2019 Fiscal Year Final Research Report

• Project/Area Number: 16H02795
• Research Category: Grant-in-Aid for Scientific Research (B)
• Allocation Type: Single-year Grants
• Section: 一般
• Research Field: Computer system
• Research Institution: Kyoto University
• Principal Investigator: Takagi Naofumi 京都大学, 情報学研究科, 教授 (10171422)
• Co-Investigator(Kenkyū-buntansha): 高木 一義 三重大学, 工学研究科, 教授 (70273844)
• Project Period (FY): 2016-04-01 – 2020-03-31
• Keywords: 計算機システム / 関数計算 / 浮動小数点演算 / FPGA

Outline of Final Research Achievements

For exponential function, logarithmic function, and sine / cosine function, we have developed calculation methods suitable for FPGA implementation which realize correct rounding, by combining high-radix STL or ultra-high-radix CORDIC with low-order polynomial approximation and table-based rounding error correction.

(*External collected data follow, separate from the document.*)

#[cfg(test)]
mod tests {
    use super::*;
    use crate::api::models::MatchedColumn;
    use crate::import::state::StepKind;

    fn xlsx(name: &str) -> SpreadsheetFile {
        SpreadsheetFile::new(
            name,
            "application/vnd.openxmlformats-officedocument.spreadsheetml.sheet",
            b"PK".to_vec(),
        )
    }

    fn scenario_analysis() -> ColumnAnalysis {
        ColumnAnalysis {
            file_token: "tok-1".to_string(),
            file_extension: ".xlsx".to_string(),
            matched_columns: vec![MatchedColumn::new("Ragione Sociale", "ragione_sociale")],
            unmatched_excel_columns: vec!["Note interne".to_string()],
            all_db_columns: vec![
                "ragione_sociale".to_string(),
                "p_iva".to_string(),
                "tipologia".to_string(),
            ],
        }
    }

    /// Drive a fresh wizard into the mapping step
    fn in_mapping() -> State {
        let mut state = ImportWizard::init();
        let cmd = ImportWizard::update(&mut state, Msg::SelectFile(xlsx("clients.xlsx")));
        assert!(matches!(cmd, Command::Check { .. }));
        let session = state.session_id;
        ImportWizard::update(
            &mut state,
            Msg::CheckCompleted {
                session,
                result: Ok(scenario_analysis()),
            },
        );
        state
    }

    fn mapping(state: &State) -> &MappingState {
        match &state.step {
            ImportStep::Mapping(m) => m,
            other => panic!("expected mapping step, got {:?}", other.kind()),
        }
    }

    #[test]
    fn test_rejected_file_makes_no_request() {
        let mut state = ImportWizard::init();
        for file in [
            SpreadsheetFile::new("contract.pdf", "application/pdf", vec![]),
            SpreadsheetFile::new("notes.txt", "text/plain", vec![]),
            SpreadsheetFile::new("data", "", vec![]),
        ] {
            let cmd = ImportWizard::update(&mut state, Msg::SelectFile(file));
            assert_eq!(cmd, Command::None);
            assert_eq!(state.step_kind(), StepKind::Upload);
            assert!(matches!(
                state.error(),
                Some(ImportError::UnsupportedFormat { .. })
            ));
            assert!(!state.is_busy());
        }
    }

    #[test]
    fn test_csv_accepted_by_extension_with_odd_mime() {
        let mut state = ImportWizard::init();
        let file = SpreadsheetFile::new("clienti.csv", "application/octet-stream", vec![]);
        let cmd = ImportWizard::update(&mut state, Msg::SelectFile(file));
        assert!(matches!(cmd, Command::Check { .. }));
        assert!(state.is_busy());
    }

    #[test]
    fn test_second_file_ignored_while_checking() {
        let mut state = ImportWizard::init();
        ImportWizard::update(&mut state, Msg::SelectFile(xlsx("a.xlsx")));
        let cmd = ImportWizard::update(&mut state, Msg::SelectFile(xlsx("b.xlsx")));
        assert_eq!(cmd, Command::None);

        let ImportStep::Upload(upload) = &state.step else {
            panic!("expected upload step");
        };
        assert_eq!(upload.checking.as_deref(), Some("a.xlsx"));
    }

    #[test]
    fn test_scenario_a_check_success_enters_mapping() {
        let state = in_mapping();
        let m = mapping(&state);

        assert_eq!(m.file.token, "tok-1");
        assert_eq!(m.file.extension, ".xlsx");
        assert_eq!(
            m.matched_columns,
            vec![MatchedColumn::new("Ragione Sociale", "ragione_sociale")]
        );
        assert_eq!(m.unmatched_columns, vec!["Note interne"]);
        assert_eq!(m.column_mapping().len(), 1);
        assert_eq!(m.column_mapping().get("Note interne"), Some(&None));
    }

    #[test]
    fn test_scenario_b_submitted_mapping() {
        let mut state = in_mapping();
        ImportWizard::update(
            &mut state,
            Msg::SetMapping {
                column: "Note interne".to_string(),
                target: Some("tipologia".to_string()),
            },
        );

        let cmd = ImportWizard::update(&mut state, Msg::Submit);
        let Command::Confirm { session, request } = cmd else {
            panic!("expected confirm command");
        };
        assert_eq!(session, state.session_id);
        assert_eq!(request.file_token, "tok-1");
        assert_eq!(request.file_extension, ".xlsx");
        assert_eq!(request.mapping.len(), 2);
        assert_eq!(request.mapping["Ragione Sociale"], "ragione_sociale");
        assert_eq!(request.mapping["Note interne"], "tipologia");
    }

    #[test]
    fn test_skipped_columns_never_submitted() {
        let mut state = in_mapping();
        let cmd = ImportWizard::update(&mut state, Msg::Submit);
        let Command::Confirm { request, .. } = cmd else {
            panic!("expected confirm command");
        };
        assert_eq!(request.mapping.len(), 1);
        assert!(!request.mapping.contains_key("Note interne"));
    }

    #[test]
    fn test_scenario_c_result_and_close_reports_outcome() {
        let mut state = in_mapping();
        ImportWizard::update(&mut state, Msg::Submit);
        let session = state.session_id;
        ImportWizard::update(
            &mut state,
            Msg::ConfirmCompleted {
                session,
                result: Ok(ImportSummary {
                    imported_count: 42,
                    errors: Some(vec!["Row 7: CAP non valido".to_string()]),
                }),
            },
        );

        let ImportStep::Result(outcome) = &state.step else {
            panic!("expected result step");
        };
        assert_eq!(outcome.imported_count, 42);
        assert_eq!(outcome.row_errors, vec!["Row 7: CAP non valido"]);

        let cmd = ImportWizard::update(&mut state, Msg::Close);
        let Command::Closed { outcome: Some(outcome) } = cmd else {
            panic!("expected closed with outcome");
        };
        assert_eq!(outcome.imported_count, 42);
        assert_eq!(state.step_kind(), StepKind::Upload);
    }

    #[test]
    fn test_scenario_d_check_failure_stays_in_upload() {
        let mut state = ImportWizard::init();
        ImportWizard::update(&mut state, Msg::SelectFile(xlsx("clients.xlsx")));
        let session = state.session_id;
        ImportWizard::update(
            &mut state,
            Msg::CheckCompleted {
                session,
                result: Err(ImportError::Check("File non valido".to_string())),
            },
        );

        assert_eq!(state.step_kind(), StepKind::Upload);
        assert!(!state.is_busy());
        assert_eq!(state.error().map(|e| e.to_string()).as_deref(), Some("File non valido"));
    }

    #[test]
    fn test_confirm_failure_keeps_token_for_retry() {
        let mut state = in_mapping();
        ImportWizard::update(&mut state, Msg::Submit);
        let session = state.session_id;
        ImportWizard::update(
            &mut state,
            Msg::ConfirmCompleted {
                session,
                result: Err(ImportError::Confirm("Token scaduto".to_string())),
            },
        );

        let m = mapping(&state);
        assert!(!m.submitting);
        assert_eq!(m.file.token, "tok-1");
        assert_eq!(m.error, Some(ImportError::Confirm("Token scaduto".to_string())));

        let cmd = ImportWizard::update(&mut state, Msg::Submit);
        assert!(matches!(cmd, Command::Confirm { .. }));
    }

    #[test]
    fn test_no_resubmit_while_confirming() {
        let mut state = in_mapping();
        assert!(matches!(
            ImportWizard::update(&mut state, Msg::Submit),
            Command::Confirm { .. }
        ));
        assert_eq!(ImportWizard::update(&mut state, Msg::Submit), Command::None);
        assert_eq!(ImportWizard::update(&mut state, Msg::Back), Command::None);
        assert_eq!(state.step_kind(), StepKind::Mapping);
    }

    #[test]
    fn test_no_forward_progress_without_response() {
        let mut state = ImportWizard::init();

        // Submit and confirm completions mean nothing on the upload step
        assert_eq!(ImportWizard::update(&mut state, Msg::Submit), Command::None);
        let session = state.session_id;
        ImportWizard::update(
            &mut state,
            Msg::ConfirmCompleted {
                session,
                result: Ok(ImportSummary {
                    imported_count: 1,
                    errors: None,
                }),
            },
        );
        assert_eq!(state.step_kind(), StepKind::Upload);

        // A check completion nobody asked for is ignored too
        ImportWizard::update(
            &mut state,
            Msg::CheckCompleted {
                session,
                result: Ok(scenario_analysis()),
            },
        );
        assert_eq!(state.step_kind(), StepKind::Upload);

        // Mapping step only leaves on a confirm response
        let mut state = in_mapping();
        ImportWizard::update(&mut state, Msg::Submit);
        assert_eq!(state.step_kind(), StepKind::Mapping);
    }

    #[test]
    fn test_empty_token_is_check_failure() {
        let mut state = ImportWizard::init();
        ImportWizard::update(&mut state, Msg::SelectFile(xlsx("clients.xlsx")));
        let session = state.session_id;
        let mut analysis = scenario_analysis();
        analysis.file_token = String::new();
        ImportWizard::update(
            &mut state,
            Msg::CheckCompleted {
                session,
                result: Ok(analysis),
            },
        );

        assert_eq!(state.step_kind(), StepKind::Upload);
        assert!(matches!(state.error(), Some(ImportError::Check(_))));
    }

    #[test]
    fn test_empty_extension_is_check_failure() {
        let mut state = ImportWizard::init();
        ImportWizard::update(&mut state, Msg::SelectFile(xlsx("c.xlsx")));
        let session = state.session_id;
        let mut analysis = scenario_analysis();
        analysis.file_token = "tok".to_string();
        analysis.file_extension = String::new();
        ImportWizard::update(
            &mut state,
            Msg::CheckCompleted {
                session,
                result: Ok(analysis),
            },
        );

        assert_eq!(state.step_kind(), StepKind::Upload);
        assert!(!state.is_busy());
        assert!(matches!(state.error(), Some(ImportError::Check(_))));
    }

    #[test]
    fn test_back_discards_mapping() {
        let mut state = in_mapping();
        ImportWizard::update(
            &mut state,
            Msg::SetMapping {
                column: "Note interne".to_string(),
                target: Some("tipologia".to_string()),
            },
        );
        ImportWizard::update(&mut state, Msg::Back);

        assert_eq!(state.step, ImportStep::Upload(UploadState::default()));
    }

    #[test]
    fn test_invalid_mapping_edit_surfaces_error() {
        let mut state = in_mapping();
        ImportWizard::update(
            &mut state,
            Msg::SetMapping {
                column: "Colonna fantasma".to_string(),
                target: Some("tipologia".to_string()),
            },
        );
        assert!(matches!(state.error(), Some(ImportError::UnknownColumn(_))));
        assert!(!mapping(&state).column_mapping().contains_key("Colonna fantasma"));

        ImportWizard::update(&mut state, Msg::DismissError);
        assert!(state.error().is_none());
    }

    #[test]
    fn test_close_is_idempotent_from_every_step() {
        let fresh = |s: &State| s.step == ImportStep::Upload(UploadState::default());

        let mut state = ImportWizard::init();
        ImportWizard::update(&mut state, Msg::SelectFile(xlsx("a.xlsx")));
        assert_eq!(
            ImportWizard::update(&mut state, Msg::Close),
            Command::Closed { outcome: None }
        );
        assert!(fresh(&state));
        assert_eq!(
            ImportWizard::update(&mut state, Msg::Close),
            Command::Closed { outcome: None }
        );
        assert!(fresh(&state));

        let mut state = in_mapping();
        ImportWizard::update(&mut state, Msg::Close);
        assert!(fresh(&state));
        ImportWizard::update(&mut state, Msg::Close);
        assert!(fresh(&state));
    }

    #[test]
    fn test_response_after_close_is_dropped() {
        let mut state = ImportWizard::init();
        ImportWizard::update(&mut state, Msg::SelectFile(xlsx("a.xlsx")));
        let old_session = state.session_id;

        ImportWizard::update(&mut state, Msg::Close);
        assert_ne!(state.session_id, old_session);

        // User already picked a new file in the new session
        ImportWizard::update(&mut state, Msg::SelectFile(xlsx("b.xlsx")));
        ImportWizard::update(
            &mut state,
            Msg::CheckCompleted {
                session: old_session,
                result: Ok(scenario_analysis()),
            },
        );

        let ImportStep::Upload(upload) = &state.step else {
            panic!("stale response must not advance the new session");
        };
        assert_eq!(upload.checking.as_deref(), Some("b.xlsx"));
    }

    #[test]
    fn test_result_step_ignores_mapping_actions() {
        let mut state = in_mapping();
        ImportWizard::update(&mut state, Msg::Submit);
        let session = state.session_id;
        ImportWizard::update(
            &mut state,
            Msg::ConfirmCompleted {
                session,
                result: Ok(ImportSummary {
                    imported_count: 3,
                    errors: None,
                }),
            },
        );

        assert_eq!(ImportWizard::update(&mut state, Msg::Back), Command::None);
        assert_eq!(ImportWizard::update(&mut state, Msg::Submit), Command::None);
        assert_eq!(
            ImportWizard::update(&mut state, Msg::SelectFile(xlsx("c.xlsx"))),
            Command::None
        );
        assert_eq!(state.step_kind(), StepKind::Result);
    }
}
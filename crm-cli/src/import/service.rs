//! The two server calls the import wizard depends on

use async_trait::async_trait;
use std::sync::Arc;

use crate::api::models::{ColumnAnalysis, ConfirmRequest, ImportSummary};
use crate::api::{ApiError, CrmClient};

use super::file::SpreadsheetFile;

/// Check and confirm endpoints, as seen by the wizard
#[async_trait]
pub trait ImportService: Send + Sync {
    /// Upload a file and get the server's column analysis
    async fn check(&self, file: &SpreadsheetFile) -> Result<ColumnAnalysis, ApiError>;

    /// Import a previously checked file with the final mapping
    async fn confirm(&self, request: &ConfirmRequest) -> Result<ImportSummary, ApiError>;
}

#[async_trait]
impl ImportService for CrmClient {
    async fn check(&self, file: &SpreadsheetFile) -> Result<ColumnAnalysis, ApiError> {
        self.check_import(file).await
    }

    async fn confirm(&self, request: &ConfirmRequest) -> Result<ImportSummary, ApiError> {
        self.confirm_import(request).await
    }
}

#[async_trait]
impl<T: ImportService + ?Sized> ImportService for Arc<T> {
    async fn check(&self, file: &SpreadsheetFile) -> Result<ColumnAnalysis, ApiError> {
        self.as_ref().check(file).await
    }

    async fn confirm(&self, request: &ConfirmRequest) -> Result<ImportSummary, ApiError> {
        self.as_ref().confirm(request).await
    }
}

#[cfg(test)]
pub(crate) mod fake {
    //! Scripted service for wizard tests

    use super::*;
    use reqwest::StatusCode;
    use std::collections::VecDeque;
    use std::sync::Mutex;

    #[derive(Default)]
    pub struct FakeService {
        pub check_responses: Mutex<VecDeque<Result<ColumnAnalysis, String>>>,
        pub confirm_responses: Mutex<VecDeque<Result<ImportSummary, String>>>,
        pub checked_files: Mutex<Vec<String>>,
        pub confirm_requests: Mutex<Vec<ConfirmRequest>>,
    }

    impl FakeService {
        pub fn push_check(&self, response: Result<ColumnAnalysis, String>) {
            self.check_responses.lock().unwrap().push_back(response);
        }

        pub fn push_confirm(&self, response: Result<ImportSummary, String>) {
            self.confirm_responses.lock().unwrap().push_back(response);
        }

        pub fn check_calls(&self) -> usize {
            self.checked_files.lock().unwrap().len()
        }

        pub fn confirm_calls(&self) -> Vec<ConfirmRequest> {
            self.confirm_requests.lock().unwrap().clone()
        }
    }

    fn server_error(message: String) -> ApiError {
        ApiError::Status {
            status: StatusCode::BAD_REQUEST,
            message,
        }
    }

    #[async_trait]
    impl ImportService for FakeService {
        async fn check(&self, file: &SpreadsheetFile) -> Result<ColumnAnalysis, ApiError> {
            self.checked_files.lock().unwrap().push(file.name.clone());
            self.check_responses
                .lock()
                .unwrap()
                .pop_front()
                .expect("unexpected check call")
                .map_err(server_error)
        }

        async fn confirm(&self, request: &ConfirmRequest) -> Result<ImportSummary, ApiError> {
            self.confirm_requests.lock().unwrap().push(request.clone());
            self.confirm_responses
                .lock()
                .unwrap()
                .pop_front()
                .expect("unexpected confirm call")
                .map_err(server_error)
        }
    }
}
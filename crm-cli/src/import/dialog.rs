//! Import dialog: runs the wizard against an `ImportService`
//!
//! The dialog owns one wizard session and executes the commands the wizard
//! asks for, feeding the completions back in. Whoever opens the dialog
//! supplies the hooks for "import finished" and "dialog closed"; the wizard
//! itself knows nothing about who opened it.

use log::debug;

use super::app::ImportWizard;
use super::command::Command;
use super::error::ImportError;
use super::msg::Msg;
use super::service::ImportService;
use super::state::{ImportOutcome, State};

type SuccessHook = Box<dyn FnMut(&ImportOutcome) + Send>;
type CloseHook = Box<dyn FnMut() + Send>;

/// Callbacks supplied by the owner of the dialog
#[derive(Default)]
pub struct DialogHooks {
    on_success: Option<SuccessHook>,
    on_close: Option<CloseHook>,
}

impl DialogHooks {
    pub fn new() -> Self {
        Self::default()
    }

    /// Called when the user closes the dialog from the result step, before
    /// the session is discarded (e.g. to refresh the client list)
    pub fn on_success(mut self, hook: impl FnMut(&ImportOutcome) + Send + 'static) -> Self {
        self.on_success = Some(Box::new(hook));
        self
    }

    /// Called whenever the dialog closes, after `on_success`
    pub fn on_close(mut self, hook: impl FnMut() + Send + 'static) -> Self {
        self.on_close = Some(Box::new(hook));
        self
    }
}

pub struct ImportDialog<S: ImportService> {
    service: S,
    state: State,
    hooks: DialogHooks,
}

impl<S: ImportService> ImportDialog<S> {
    /// Open the dialog with a fresh session
    pub fn open(service: S, hooks: DialogHooks) -> Self {
        Self {
            service,
            state: ImportWizard::init(),
            hooks,
        }
    }

    pub fn state(&self) -> &State {
        &self.state
    }

    /// Apply a user action and run whatever it triggers until the wizard
    /// settles again
    pub async fn dispatch(&mut self, msg: Msg) {
        let mut next = Some(msg);
        while let Some(msg) = next.take() {
            let command = ImportWizard::update(&mut self.state, msg);
            next = self.perform(command).await;
        }
    }

    async fn perform(&mut self, command: Command) -> Option<Msg> {
        match command {
            Command::None => None,
            Command::Check { session, file } => {
                let result = self
                    .service
                    .check(&file)
                    .await
                    .map_err(|e| ImportError::check_failed(&e));
                Some(Msg::CheckCompleted { session, result })
            }
            Command::Confirm { session, request } => {
                let result = self
                    .service
                    .confirm(&request)
                    .await
                    .map_err(|e| ImportError::confirm_failed(&e));
                Some(Msg::ConfirmCompleted { session, result })
            }
            Command::Closed { outcome } => {
                if let Some(outcome) = &outcome {
                    debug!("Import finished, notifying owner");
                    if let Some(hook) = self.hooks.on_success.as_mut() {
                        hook(outcome);
                    }
                }
                if let Some(hook) = self.hooks.on_close.as_mut() {
                    hook();
                }
                None
            }
        }
    }
}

We have shown construction methods of dedicated circuits consisting of look-up tables and rectangular multipliers on FPGA.
For inverse sine / inverse cosine function, we have newly proposed a high-radix CORDIC method, and have shown a construction method of a dedicated circuit consisting of look-up tables and rectangular multipliers on FPGA.
We have developed a method of constructing an adder that can detect an output error due to a single failure in the circuit during normal operation and can easily detect a failure in the circuit.

Free Research Field

計算機工学

Academic Significance and Societal Importance of the Research Achievements

科学技術計算において現れる倍精度浮動小数点関数計算を通常の倍精度浮動小数点演算器等を用いてソフトウェアで行うには、多大な計算時間とエネルギーを要する。本研究で開発したFPGA実現向きの高精度関数計算手法は、コンピュータに書き換え可能なハードウェアであるFPGAを計算アクセラレータとして付加し、対象となる科学技術計算に応じて必要な関数計算の専用回路をFPGA上に構成することにより、倍精度浮動小数点関数計算を高速にエネルギー効率よく行うことを可能にするもので、コンピュータの高性能化に寄与するものと期待できる。